Most of the library cleanly goes in namespace std: -- however, for backwards compatibility with C, you may choose to "pollute" the global namespace by including old headers like <math.h> (which puts lots of names in the global namespace) instead of the proper new ones like <cmath> (which uses the std: namespace properly).
The C++ Programming Language : Special Edition states on page 431 that...
For every header < X.h > defining part of the C standard library in the global namespace and also in namespace std, there is a header < cX > defining the same names in the std namespace only.
However, when I use C headers in the < cX > style, I don't need to qualify the namespace. For example...
#include <cmath>
void f() {
double var = sqrt( 17 );
}
This would compile fine. Even though the book says that using the < cX > header defines names in the std namespace only, you are allowed to use those names without qualifying the namespace. What am I missing here?
P.S. Using the GNU.GCC compiler
Stephan T. Lavavej, a member of the MSVC team, addresses the reality of this situation (and some of the refinements to the standard) in this comment on one of his blog postings (http://blogs.msdn.com/vcblog/archive/2008/08/28/the-mallocator.aspx#8904359):
> also, <cstddef>, <cstdlib>, and std::size_t etc should be used!

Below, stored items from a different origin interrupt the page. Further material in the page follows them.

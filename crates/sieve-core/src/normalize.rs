//! Code point normalization for trie keys.
//!
//! Every character of a pattern and of a scanned text goes through
//! [`normalize`] before it touches the trie. Characters that normalize to
//! `None` are transparent: they never start, continue or end a match, and
//! they never break one either.

use once_cell::sync::Lazy;
use regex::Regex;

/// Wildcard metacharacter in patterns, and the mask written over redacted runs.
pub const MASK: char = '*';

// Unicode general category P (Pc, Pd, Ps, Pe, Pi, Pf, Po).
static RE_PUNCTUATION: Lazy<Regex> = Lazy::new(|| {
    Regex::new(r"^\p{P}$").unwrap()
});

/// Normalize a single code point.
///
/// - ASCII uppercase letters fold to lowercase.
/// - ASCII lowercase letters, ASCII digits and [`MASK`] pass through.
/// - Every other ASCII code point (whitespace, punctuation, control) is skipped.
/// - Non-ASCII code points pass through unless they are Unicode punctuation.
pub fn normalize(c: char) -> Option<char> {
    if c.is_ascii() {
        return match c {
            'A'..='Z' => Some(c.to_ascii_lowercase()),
            'a'..='z' | '0'..='9' | MASK => Some(c),
            _ => None,
        };
    }

    if is_punctuation(c) {
        None
    } else {
        Some(c)
    }
}

/// Whether a non-ASCII code point belongs to the Unicode punctuation category.
fn is_punctuation(c: char) -> bool {
    let mut buf = [0u8; 4];
    RE_PUNCTUATION.is_match(c.encode_utf8(&mut buf))
}
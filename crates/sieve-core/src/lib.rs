//! Multi-pattern keyword matcher and redactor for Unicode text.
//!
//! Patterns are stored in a trie over normalized code points and tagged
//! with a small caller-defined group number. A scan finds the leftmost,
//! longest keyword and can mask every occurrence with `*`.
//!
//! # Key Features
//!
//! - **Punctuation transparency**: whitespace and punctuation never break a
//!   match, so `s.p-a m` still matches `spam`.
//! - **ASCII case folding**: `SPAM` matches `spam`.
//! - **Single-character wildcards**: each `*` in a pattern matches exactly one
//!   character; `a**b` needs two characters between `a` and `b`.
//! - **Tags**: matches are grouped by the tag of the pattern that fired.
//! - **Concurrent use**: [`Matcher`] serializes pattern updates against any
//!   number of concurrent scans.
//!
//! # Example
//!
//! ```
//! use sieve_core::Matcher;
//!
//! let matcher = Matcher::new();
//! matcher.add(["apple", "tomato"]);
//!
//! let (redacted, matches) = matcher.scan_and_redact("an apple, a tomato");
//! assert_eq!(redacted, "an *****, a ******");
//! assert_eq!(matches[&0], vec!["apple", "tomato"]);
//! ```

pub mod error;
pub mod matcher;
pub mod normalize;
pub mod report;
pub mod trie;

pub use error::{Result, SieveError};
pub use matcher::{Matcher, INGEST_BATCH_LINES};
pub use normalize::{normalize, MASK};
pub use report::{FirstMatch, ScanReport};
pub use trie::{Hit, PatternTrie, Terminal, TrieNode};
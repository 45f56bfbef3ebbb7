//! Serializable results of matching calls.

use serde::{Deserialize, Serialize};
use std::collections::BTreeMap;

/// First keyword found in a text.
#[derive(Debug, Clone, Default, PartialEq, Eq, Serialize, Deserialize)]
pub struct FirstMatch {
    /// Matched run of the original text, empty when nothing matched.
    pub keyword: String,
    /// Tag of the matching pattern, 0 when nothing matched.
    pub tag: u8,
}

impl FirstMatch {
    pub fn is_match(&self) -> bool {
        !self.keyword.is_empty()
    }
}

impl From<(String, u8)> for FirstMatch {
    fn from((keyword, tag): (String, u8)) -> Self {
        Self { keyword, tag }
    }
}

/// Result of a scan-and-redact pass.
#[derive(Debug, Clone, Default, PartialEq, Eq, Serialize, Deserialize)]
pub struct ScanReport {
    /// Text with auto-replace matches masked.
    pub text: String,
    /// Matched runs per tag, in scan order.
    pub matches: BTreeMap<u8, Vec<String>>,
}

impl ScanReport {
    /// Total number of matches across all tags.
    pub fn match_count(&self) -> usize {
        self.matches.values().map(Vec::len).sum()
    }

    /// True when nothing matched.
    pub fn is_clean(&self) -> bool {
        self.matches.is_empty()
    }
}

impl From<(String, BTreeMap<u8, Vec<String>>)> for ScanReport {
    fn from((text, matches): (String, BTreeMap<u8, Vec<String>>)) -> Self {
        Self { text, matches }
    }
}
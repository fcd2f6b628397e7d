//! Configuration types for dnsdash
//!
//! This module defines all configuration structures used throughout the crate.

use serde::{Deserialize, Serialize};

/// Main dnsdash configuration
#[derive(Debug, Clone, Default, Serialize, Deserialize)]
pub struct DashConfig {
    /// Remote gateway configuration
    #[serde(default)]
    pub gateway: GatewayConfig,

    /// Address lab settings
    #[serde(default)]
    pub lab: LabConfig,

    /// Sync engine settings
    #[serde(default)]
    pub sync: SyncConfig,
}

impl DashConfig {
    /// Create a new configuration with defaults
    pub fn new() -> Self {
        Self::default()
    }

    /// Validate the configuration
    pub fn validate(&self) -> Result<(), crate::Error> {
        self.gateway.validate()?;
        self.lab.validate()?;
        self.sync.validate()?;
        Ok(())
    }
}

/// Remote gateway configuration
#[derive(Debug, Clone, Serialize, Deserialize)]
#[serde(tag = "type", rename_all = "snake_case")]
pub enum GatewayConfig {
    /// Cloudflare API v4
    Cloudflare {
        /// API base URL (defaults to the public Cloudflare endpoint)
        #[serde(default)]
        base_url: Option<String>,
        /// Per-request timeout in seconds
        #[serde(default = "default_timeout_secs")]
        timeout_secs: u64,
    },
}

impl GatewayConfig {
    /// Validate the gateway configuration
    pub fn validate(&self) -> Result<(), crate::Error> {
        match self {
            GatewayConfig::Cloudflare {
                base_url,
                timeout_secs,
            } => {
                if let Some(url) = base_url {
                    if url.is_empty() {
                        return Err(crate::Error::config("Gateway base URL cannot be empty"));
                    }
                    if !url.starts_with("https://") && !url.starts_with("http://") {
                        return Err(crate::Error::config(format!(
                            "Gateway base URL must use HTTP or HTTPS scheme. Got: {}",
                            url
                        )));
                    }
                }
                if *timeout_secs == 0 {
                    return Err(crate::Error::config("Gateway timeout must be > 0"));
                }
                Ok(())
            }
        }
    }

    /// Get the gateway type name
    pub fn type_name(&self) -> &str {
        match self {
            GatewayConfig::Cloudflare { .. } => "cloudflare",
        }
    }
}

impl Default for GatewayConfig {
    fn default() -> Self {
        GatewayConfig::Cloudflare {
            base_url: None,
            timeout_secs: default_timeout_secs(),
        }
    }
}

/// Address lab configuration
#[derive(Debug, Clone, Serialize, Deserialize)]
pub struct LabConfig {
    /// Upper bound on the number of samples generated per request
    #[serde(default = "default_max_samples")]
    pub max_samples: usize,
}

impl LabConfig {
    pub fn validate(&self) -> Result<(), crate::Error> {
        if self.max_samples == 0 {
            return Err(crate::Error::config("Lab max_samples must be > 0"));
        }
        Ok(())
    }
}

impl Default for LabConfig {
    fn default() -> Self {
        Self {
            max_samples: default_max_samples(),
        }
    }
}

/// Sync engine configuration
#[derive(Debug, Clone, Serialize, Deserialize)]
pub struct SyncConfig {
    /// Page size used when listing records
    #[serde(default = "default_per_page")]
    pub per_page: u32,

    /// Capacity of the log-trail event channel
    ///
    /// When full, new events are dropped (with a warning log) rather than
    /// blocking an operation.
    #[serde(default = "default_event_channel_capacity")]
    pub event_channel_capacity: usize,
}

impl SyncConfig {
    pub fn validate(&self) -> Result<(), crate::Error> {
        if !(1..=5000).contains(&self.per_page) {
            return Err(crate::Error::config(format!(
                "Sync per_page must be between 1 and 5000. Got: {}",
                self.per_page
            )));
        }
        if self.event_channel_capacity == 0 {
            return Err(crate::Error::config("Sync event_channel_capacity must be > 0"));
        }
        Ok(())
    }
}

impl Default for SyncConfig {
    fn default() -> Self {
        Self {
            per_page: default_per_page(),
            event_channel_capacity: default_event_channel_capacity(),
        }
    }
}

fn default_timeout_secs() -> u64 {
    30
}

fn default_max_samples() -> usize {
    256
}

fn default_per_page() -> u32 {
    100
}

fn default_event_channel_capacity() -> usize {
    1000
}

I used to be very careful about that. C++98 had a splendid dream wherein <cfoo> would declare everything within namespace std, and <foo.h> would include <cfoo> and then drag everything into the global namespace with using-declarations. (This is D.5 [depr.c.headers].)
This was ignored by lots of implementers (some of which had very little control over the C Standard Library headers). So, C++0x has been changed to match reality. As of the N2723 Working Paper, http://open-std.org/jtc1/sc22/wg21/docs/papers/2008/n2723.pdf , now <cfoo> is guaranteed to declare everything within namespace std, and may or may not declare things within the global namespace. <foo.h> is the opposite: it is guaranteed to declare everything within the global namespace, and may or may not declare things within namespace std.

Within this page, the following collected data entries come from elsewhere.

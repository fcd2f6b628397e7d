// # Cloudflare Gateway
//
// RemoteGateway implementation relaying dnsdash calls to Cloudflare API v4.
//
// - ✅ Exactly one HTTP request per `call`
// - ✅ HTTP timeout configured (30 seconds by default)
// - ✅ Bearer token or e-mail + global key authentication
// - ✅ Non-JSON error bodies mapped to status-specific messages (401/403, 404, 409, 429, 5xx)
// - ❌ NO retry logic (there is no retry policy anywhere)
// - ❌ NO caching (the record store is owned by SyncEngine)
// - ❌ NO background tasks
//
// ## Trust Level: Untrusted (Remote Gateway)
//
// **Allowed Capabilities**:
// - ✅ Perform HTTP/HTTPS API calls to the configured base URL only
// - ✅ Parse Cloudflare response envelopes
//
// **Forbidden Capabilities**:
// - ❌ Spawn tasks or threads
// - ❌ Retry or back off
// - ❌ Keep credentials beyond a single request
//
// ## Security Requirements
//
// - Credentials arrive with each request and are never stored
// - Secrets NEVER appear in logs; auth headers are marked sensitive
//
// ## API Reference
//
// - Cloudflare API v4: https://developers.cloudflare.com/api/
// - List Zones: GET `/zones`
// - DNS Records: GET/POST `/zones/:zone_id/dns_records`,
//   PATCH/DELETE `/zones/:zone_id/dns_records/:record_id`
// - SSL/TLS mode: GET/PATCH `/zones/:zone_id/settings/ssl`

use async_trait::async_trait;
use dnsdash_core::config::GatewayConfig;
use dnsdash_core::traits::{
    Credentials, GatewayRequest, GatewayResponse, Method, RemoteGateway, RemoteGatewayFactory,
};
use dnsdash_core::{Error, Result};
use reqwest::header::{HeaderValue, CONTENT_TYPE};
use std::time::Duration;

/// Cloudflare API base URL
pub const CLOUDFLARE_API_BASE: &str = "https://api.cloudflare.com/client/v4";

/// Default HTTP timeout for API requests (30 seconds)
pub const DEFAULT_HTTP_TIMEOUT: Duration = Duration::from_secs(30);

/// Longest slice of a non-JSON error body carried into a message
const ERROR_BODY_LIMIT: usize = 200;

/// Cloudflare API v4 gateway
///
/// # Trust Level: Untrusted
///
/// Isolated, stateless and single-shot. It holds no credentials: every
/// request carries its own.
#[derive(Debug, Clone)]
pub struct CloudflareGateway {
    /// API root, without a trailing slash
    base_url: String,

    /// HTTP client for API requests
    client: reqwest::Client,
}

impl CloudflareGateway {
    /// Create a gateway
    ///
    /// # Parameters
    ///
    /// - `base_url`: API root; `None` selects the public Cloudflare endpoint
    /// - `timeout`: per-request timeout
    pub fn new(base_url: Option<String>, timeout: Duration) -> Result<Self> {
        let client = reqwest::Client::builder()
            .timeout(timeout)
            .build()
            .map_err(|e| Error::config(format!("Failed to build HTTP client: {}", e)))?;

        let base_url = base_url
            .unwrap_or_else(|| CLOUDFLARE_API_BASE.to_string())
            .trim_end_matches('/')
            .to_string();

        Ok(Self { base_url, client })
    }

    pub fn base_url(&self) -> &str {
        &self.base_url
    }

    /// Absolute URL of an endpoint relative to the API root
    fn url(&self, endpoint: &str) -> String {
        format!("{}/{}", self.base_url, endpoint.trim_start_matches('/'))
    }

    /// Build the HTTP request for a gateway call
    fn build(&self, request: &GatewayRequest) -> Result<reqwest::RequestBuilder> {
        let url = self.url(&request.endpoint);
        let builder = match request.method {
            Method::Get => self.client.get(&url),
            Method::Post => self.client.post(&url),
            Method::Patch => self.client.patch(&url),
            Method::Delete => self.client.delete(&url),
        };

        let builder = authorize(builder, &request.credentials)?
            .header(CONTENT_TYPE, "application/json");

        Ok(match &request.body {
            Some(body) => builder.json(body),
            None => builder,
        })
    }
}

#[async_trait]
impl RemoteGateway for CloudflareGateway {
    /// Relay one request
    ///
    /// This implementation:
    /// - Makes ONE HTTP request
    /// - Returns transport failures as `Err` (no retry, no backoff)
    /// - Returns API failures as an envelope with `success=false`
    /// - Never logs credentials
    async fn call(&self, request: GatewayRequest) -> Result<GatewayResponse> {
        tracing::debug!("Cloudflare {} /{}", request.method, request.endpoint);

        let response = self
            .build(&request)?
            .send()
            .await
            .map_err(|e| Error::remote(format!("HTTP request failed: {}", e.without_url())))?;

        let status = response.status().as_u16();
        let body = response
            .text()
            .await
            .map_err(|e| Error::remote_status(status, format!("Unable to read response: {}", e)))?;

        let envelope = interpret(status, &body)?;
        if !envelope.success {
            tracing::debug!(
                "Cloudflare {} /{} failed: {}",
                request.method,
                request.endpoint,
                envelope.failure_reason()
            );
        }
        Ok(envelope)
    }

    fn gateway_name(&self) -> &'static str {
        "cloudflare"
    }
}

/// Attach credentials: bearer token, or e-mail plus global key
fn authorize(
    builder: reqwest::RequestBuilder,
    credentials: &Credentials,
) -> Result<reqwest::RequestBuilder> {
    credentials.validate()?;

    if credentials.is_token() {
        return Ok(builder.bearer_auth(&credentials.secret));
    }

    let mut key = HeaderValue::from_str(&credentials.secret)
        .map_err(|_| Error::validation("API key contains invalid header characters"))?;
    key.set_sensitive(true);
    Ok(builder
        .header("X-Auth-Email", credentials.identity.as_str())
        .header("X-Auth-Key", key))
}

/// Turn an HTTP status and body into a response envelope
///
/// - JSON envelope: taken as-is, with the HTTP status recorded
/// - Non-JSON body on an error status: failed envelope with a
///   status-specific message
/// - Non-JSON body on a success status: malformed response (`Err`)
pub fn interpret(status: u16, body: &str) -> Result<GatewayResponse> {
    let is_success = (200..300).contains(&status);

    match serde_json::from_str::<GatewayResponse>(body) {
        Ok(mut envelope) => {
            envelope.status = status;
            if !is_success {
                envelope.success = false;
            }
            if !envelope.success && envelope.errors.is_empty() {
                return Ok(GatewayResponse::failure(status, status_message(status, body)));
            }
            Ok(envelope)
        }
        Err(e) if is_success => Err(Error::remote_status(
            status,
            format!("Failed to parse response: {}", e),
        )),
        Err(_) => Ok(GatewayResponse::failure(status, status_message(status, body))),
    }
}

/// Message for an error status without a usable envelope
fn status_message(status: u16, body: &str) -> String {
    let detail = excerpt(body);
    match status {
        401 | 403 => format!(
            "Authentication failed: Invalid API credentials or insufficient permissions. Status: {}",
            status
        ),
        404 => format!("Resource not found. Status: {}", status),
        409 => format!(
            "Conflict: Resource is being modified by another process. Status: {}",
            status
        ),
        429 => format!("Rate limit exceeded. Please retry later. Status: {}", status),
        500..=599 => format!("Cloudflare server error (transient): {} - {}", status, detail),
        _ => format!("Request failed: {} - {}", status, detail),
    }
}

fn excerpt(body: &str) -> &str {
    let body = body.trim();
    if body.len() <= ERROR_BODY_LIMIT {
        return body;
    }
    let mut end = ERROR_BODY_LIMIT;
    while !body.is_char_boundary(end) {
        end -= 1;
    }
    &body[..end]
}

/// Factory for creating Cloudflare gateways
pub struct CloudflareFactory;

impl RemoteGatewayFactory for CloudflareFactory {
    fn create(&self, config: &GatewayConfig) -> Result<Box<dyn RemoteGateway>> {
        config.validate()?;
        match config {
            GatewayConfig::Cloudflare {
                base_url,
                timeout_secs,
            } => {
                if let Some(url) = base_url
                    && url.trim_end_matches('/') != CLOUDFLARE_API_BASE
                {
                    tracing::warn!("Cloudflare gateway using non-default API base: {}", url);
                }
                Ok(Box::new(CloudflareGateway::new(
                    base_url.clone(),
                    Duration::from_secs(*timeout_secs),
                )?))
            }
        }
    }
}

In reality and in C++0x, including <cfoo> is no safeguard against everything getting declared in the global namespace anyways. That's why I'm ceasing to bother with <cfoo>.

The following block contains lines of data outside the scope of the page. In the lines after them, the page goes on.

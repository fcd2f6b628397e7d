// # Record Import/Export
//
// Flat tabular form of DNS records: `type, name, content, proxied, ttl`.
// Two interchangeable encodings are supported:
//
// - CSV with a header row
// - JSON array of objects
//
// Import runs every row through the same validation as remote payloads, so
// an exported table always imports back to the same tuples.

use std::fmt;
use std::path::Path;
use std::str::FromStr;

use serde::{Deserialize, Serialize};
use tracing::debug;

use super::model::{DnsRecord, NewRecord};
use crate::error::{Error, Result};

/// One row of the tabular form
#[derive(Debug, Clone, PartialEq, Eq, Serialize, Deserialize)]
pub struct RecordRow {
    #[serde(rename = "type")]
    pub record_type: String,
    pub name: String,
    pub content: String,
    #[serde(default)]
    pub proxied: bool,
    #[serde(default = "default_row_ttl")]
    pub ttl: u32,
}

fn default_row_ttl() -> u32 {
    super::model::TTL_AUTO
}

impl From<&DnsRecord> for RecordRow {
    fn from(record: &DnsRecord) -> Self {
        Self {
            record_type: record.record_type().to_string(),
            name: record.name.clone(),
            content: record.content(),
            proxied: record.proxied,
            ttl: record.ttl,
        }
    }
}

impl From<&NewRecord> for RecordRow {
    fn from(record: &NewRecord) -> Self {
        Self {
            record_type: record.data.record_type().to_string(),
            name: record.name.clone(),
            content: record.data.content(),
            proxied: record.proxied,
            ttl: record.ttl,
        }
    }
}

impl TryFrom<RecordRow> for NewRecord {
    type Error = Error;

    fn try_from(row: RecordRow) -> Result<Self> {
        NewRecord::from_parts(&row.record_type, &row.name, &row.content, row.proxied, row.ttl)
    }
}

/// Text encoding of the tabular form
#[derive(Debug, Clone, Copy, PartialEq, Eq, Serialize, Deserialize)]
#[serde(rename_all = "lowercase")]
pub enum TransferFormat {
    Csv,
    Json,
}

impl TransferFormat {
    /// Guess from a file extension
    pub fn from_path(path: &Path) -> Option<Self> {
        match path.extension()?.to_str()?.to_lowercase().as_str() {
            "csv" => Some(Self::Csv),
            "json" => Some(Self::Json),
            _ => None,
        }
    }
}

impl fmt::Display for TransferFormat {
    fn fmt(&self, f: &mut fmt::Formatter<'_>) -> fmt::Result {
        match self {
            Self::Csv => f.write_str("csv"),
            Self::Json => f.write_str("json"),
        }
    }
}

impl FromStr for TransferFormat {
    type Err = Error;

    fn from_str(s: &str) -> Result<Self> {
        match s.trim().to_lowercase().as_str() {
            "csv" => Ok(Self::Csv),
            "json" => Ok(Self::Json),
            other => Err(Error::validation(format!(
                "unknown format '{}'. Valid formats: csv, json",
                other
            ))),
        }
    }
}

/// Encode records as text
pub fn export<'a>(
    format: TransferFormat,
    records: impl IntoIterator<Item = &'a DnsRecord>,
) -> Result<String> {
    let rows: Vec<RecordRow> = records.into_iter().map(RecordRow::from).collect();
    debug!("Exporting {} record(s) as {}", rows.len(), format);
    encode_rows(format, &rows)
}

/// Encode rows as text
pub fn encode_rows(format: TransferFormat, rows: &[RecordRow]) -> Result<String> {
    match format {
        TransferFormat::Json => Ok(serde_json::to_string_pretty(rows)?),
        TransferFormat::Csv => {
            let mut writer = csv::Writer::from_writer(Vec::new());
            for row in rows {
                writer.serialize(row)?;
            }
            let bytes = writer
                .into_inner()
                .map_err(|e| Error::Other(format!("CSV writer flush failed: {}", e)))?;
            String::from_utf8(bytes)
                .map_err(|e| Error::Other(format!("CSV output is not UTF-8: {}", e)))
        }
    }
}

/// Decode text into raw rows, without record validation
pub fn decode_rows(format: TransferFormat, text: &str) -> Result<Vec<RecordRow>> {
    match format {
        TransferFormat::Json => Ok(serde_json::from_str(text)?),
        TransferFormat::Csv => {
            let mut reader = csv::ReaderBuilder::new()
                .trim(csv::Trim::Fields)
                .from_reader(text.as_bytes());
            reader
                .deserialize()
                .map(|row| row.map_err(Error::from))
                .collect()
        }
    }
}

/// Decode and validate text into records ready for creation
///
/// The first invalid row aborts the import; the error names its position.
pub fn import(format: TransferFormat, text: &str) -> Result<Vec<NewRecord>> {
    decode_rows(format, text)?
        .into_iter()
        .enumerate()
        .map(|(i, row)| {
            NewRecord::try_from(row)
                .map_err(|e| Error::validation(format!("row {}: {}", i + 1, e.reason())))
        })
        .collect()
}

/// Write records to `path`, picking the format from the extension
pub fn export_to_path<'a>(
    path: &Path,
    records: impl IntoIterator<Item = &'a DnsRecord>,
) -> Result<()> {
    let format = TransferFormat::from_path(path).ok_or_else(|| {
        Error::validation(format!("cannot infer format from '{}'", path.display()))
    })?;
    std::fs::write(path, export(format, records)?)?;
    Ok(())
}

/// Read records from `path`, picking the format from the extension
pub fn import_from_path(path: &Path) -> Result<Vec<NewRecord>> {
    let format = TransferFormat::from_path(path).ok_or_else(|| {
        Error::validation(format!("cannot infer format from '{}'", path.display()))
    })?;
    import(format, &std::fs::read_to_string(path)?)
}

#[cfg(test)]
mod tests {
    use super::*;
    use crate::records::model::{RecordData, RecordType};

    fn records() -> Vec<DnsRecord> {
        [
            ("a1", RecordType::A, "www.example.com", "192.0.2.1", true, 1),
            ("a2", RecordType::Mx, "example.com", "10 mail.example.com", false, 3600),
            ("a3", RecordType::Txt, "example.com", "v=spf1 include:a.example, b ~all", false, 300),
            ("a4", RecordType::Caa, "example.com", "0 issue \"letsencrypt.org\"", false, 1),
        ]
        .into_iter()
        .map(|(id, t, name, content, proxied, ttl)| DnsRecord {
            id: id.to_string(),
            name: name.to_string(),
            data: RecordData::parse(t, content).unwrap(),
            proxied,
            ttl,
        })
        .collect()
    }

    fn tuples(rows: impl IntoIterator<Item = RecordRow>) -> Vec<RecordRow> {
        let mut rows: Vec<RecordRow> = rows.into_iter().collect();
        rows.sort_by(|a, b| {
            (&a.record_type, &a.name, &a.content).cmp(&(&b.record_type, &b.name, &b.content))
        });
        rows
    }

    #[test]
    fn test_csv_roundtrip() {
        let records = records();
        let text = export(TransferFormat::Csv, &records).unwrap();
        assert!(text.starts_with("type,name,content,proxied,ttl"));

        let imported = import(TransferFormat::Csv, &text).unwrap();
        assert_eq!(imported.len(), records.len());
        assert_eq!(
            tuples(imported.iter().map(RecordRow::from)),
            tuples(records.iter().map(RecordRow::from))
        );
    }

    #[test]
    fn test_json_roundtrip() {
        let records = records();
        let text = export(TransferFormat::Json, &records).unwrap();
        let imported = import(TransferFormat::Json, &text).unwrap();
        assert_eq!(
            tuples(imported.iter().map(RecordRow::from)),
            tuples(records.iter().map(RecordRow::from))
        );
    }

    #[test]
    fn test_import_reports_bad_row() {
        let text = "type,name,content,proxied,ttl\nA,www,192.0.2.1,false,1\nA,,192.0.2.2,false,1\n";
        let err = import(TransferFormat::Csv, text).unwrap_err();
        assert!(err.to_string().contains("row 2"), "{}", err);

        let text = r#"[{"type": "TXT", "name": "x", "content": "y", "proxied": true}]"#;
        assert!(import(TransferFormat::Json, text).is_err());
    }

    #[test]
    fn test_json_defaults() {
        let text = r#"[{"type": "cname", "name": "blog", "content": "example.net"}]"#;
        let imported = import(TransferFormat::Json, text).unwrap();
        assert_eq!(imported[0].ttl, 1);
        assert!(!imported[0].proxied);
        assert_eq!(imported[0].data.record_type(), RecordType::Cname);
    }

    #[test]
    fn test_path_roundtrip() {
        let dir = tempfile::tempdir().unwrap();
        let path = dir.path().join("records.csv");
        export_to_path(&path, &records()).unwrap();
        assert_eq!(import_from_path(&path).unwrap().len(), 4);

        let unknown = dir.path().join("records.txt");
        assert!(export_to_path(&unknown, &records()).is_err());
    }
}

This was Library Issue 456, http://www.open-std.org/jtc1/sc22/wg21/docs/lwg-defects.html#456 .
(C++0x still deprecates the <foo.h> headers from the C Standard Library, which is hilarious.)
I'm in 100% agreement with Lavavej, except I never tried to be very careful about using the <cfoo> style headers even when I first started using C++ - the standard C ones were just too ingrained - and there was never any real world problem using them (and apparently there was never any real world benefit to using the <cfoo> style headers).
The rule for the C libraries differs from C++ libraries for namespaces
gcc interprets the standard in Gcc docs as
The standard specifies that if one includes the C-style header (<math.h> in this case), the symbols will be available in the global namespace and perhaps in namespace std:: (but this is no longer a firm requirement.) One the other hand, including the C++-style header (<cmath>) guarantees that the entities will be found in namespace std and perhaps in the global namespace.
In the draft C0X++ spec it says in section 17.6.2.3 Headers
It is unspecified whether these names are first declared within the global namespace scope and are then injected
into namespace std by explicit using-declarations
It's hard to fix this without implementing the C library twice. See DR 456, which basically proposes giving up on the problem.
Why do you say "This would compile fine" when it violates the Standard? Who allows you to use those names without qualifying the namespace? Have you tested this on a particular implementation and found that it works?
I strongly advise against using some particular non-standard feature because it happens to work on your compiler of choice. Such things break easily, perhaps with a later version of the same compiler.
You are probably missing using a standards-conformant compiler (or the one you use is configured to be compatible with pre-standard code).